The World Series of Poker Main Event brings people from all walks of life to Las Vegas. From Hollywood star Kevin Pollak to seasoned pro Maria Ho, and from a dealer who’s been coming to Las Vegas since 1972 to Kevin Roster, who’s terminally ill and living out a bucket list item by playing the Main Event one last time, they all dream of hoisting the diamond-encrusted bracelet that comes with millions of dollars and poker immortality. The same goes for rapper and songwriter Hoodie Allen who’s going through a roller coaster Day 2.
Allen first got into poker on tour, playing at local casinos after his shows before hopping on the bus to the next stop. Quickly this hobby evolved into something serious as he’s not missed the Main Event in recent years.
Allen’s second day started off very strong, pushing his stack up to well over 200,000 before running into a series of unfortunate spots to bring him back down to just about 55,000.
“I’m trying not to blow this whole thing right now because there’s still lots of play left and I’m enjoying the ups and downs, but the ups a little more of course,” a battle-ready Allen said.
Having taken a Main-Event sized break from touring, Allen looks forward to this event for many months prior and makes sure his schedule aligns with it.

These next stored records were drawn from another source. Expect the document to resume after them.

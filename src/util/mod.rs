// Copyright (C) 2026  Caprica Software Limited
//
// This program is free software: you can redistribute it and/or modify
// it under the terms of the GNU General Public License as published by
// the Free Software Foundation, either version 3 of the License, or
// (at your option) any later version.
//
// This program is distributed in the hope that it will be useful,
// but WITHOUT ANY WARRANTY; without even the implied warranty of
// MERCHANTABILITY or FITNESS FOR A PARTICULAR PURPOSE.  See the
// GNU General Public License for more details.
//
// You should have received a copy of the GNU General Public License
// along with this program.  If not, see <https://www.gnu.org/licenses/>.

//! Common utilities and helper functions.
//!
//! # Sub-modules
//!
//! * [`format`]: Logic for converting movie data into the short strings shown
//!   on cards and in the status line.
//! * [`term`]: Low-level utilities for interacting with the terminal
//!   emulator, such as background colour control.

pub(crate) mod format;
pub(crate) mod term;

For someone who performs on stage for thousands of fans on a nightly basis, playing the Main Event might be like a cake walk when it comes to pressure, but the Plainview, NY native finds himself more at ease with the brights lights on him.
“I’m a lot more comfortable on stage because I’m just used to that,” Allen said with a smile.
“The pressure here is internal. In a big spot, you know, you still get your heart racing and can’t really control the pulse that much. It’s definitely a different kind of adrenaline but it’s a lot of fun.”
Allen’s been keeping his fans updated through Twitter and Instagram, and even though the ven diagram of his fans and poker fans might not be very large, he loves hearing from them on the world’s most popular card game.
“Some people hit me up and say, ‘Oh my dad plays, I’m going to learn!’ and those sorts of things. It’s always fun to share other interests outside of music and show yourself as a well-rounded person and I think it’s an overall positive.”
For now, the task for Allen is simple because despite a few rough hours he’s still very much in the hunt for that expected first prize of roughly $9,000,000.
“That’s what we’re all doing it for you know chasing that chance,” Allen said about that championship dream.
“I’m enjoying the ride and practicing patience because at the end of the day it’s a blessing to be able to spend time doing this. I know that there are probably so many people who want to be in this position so I don’t take it for granted, I enjoy all the time in this event even when it’s going bad.”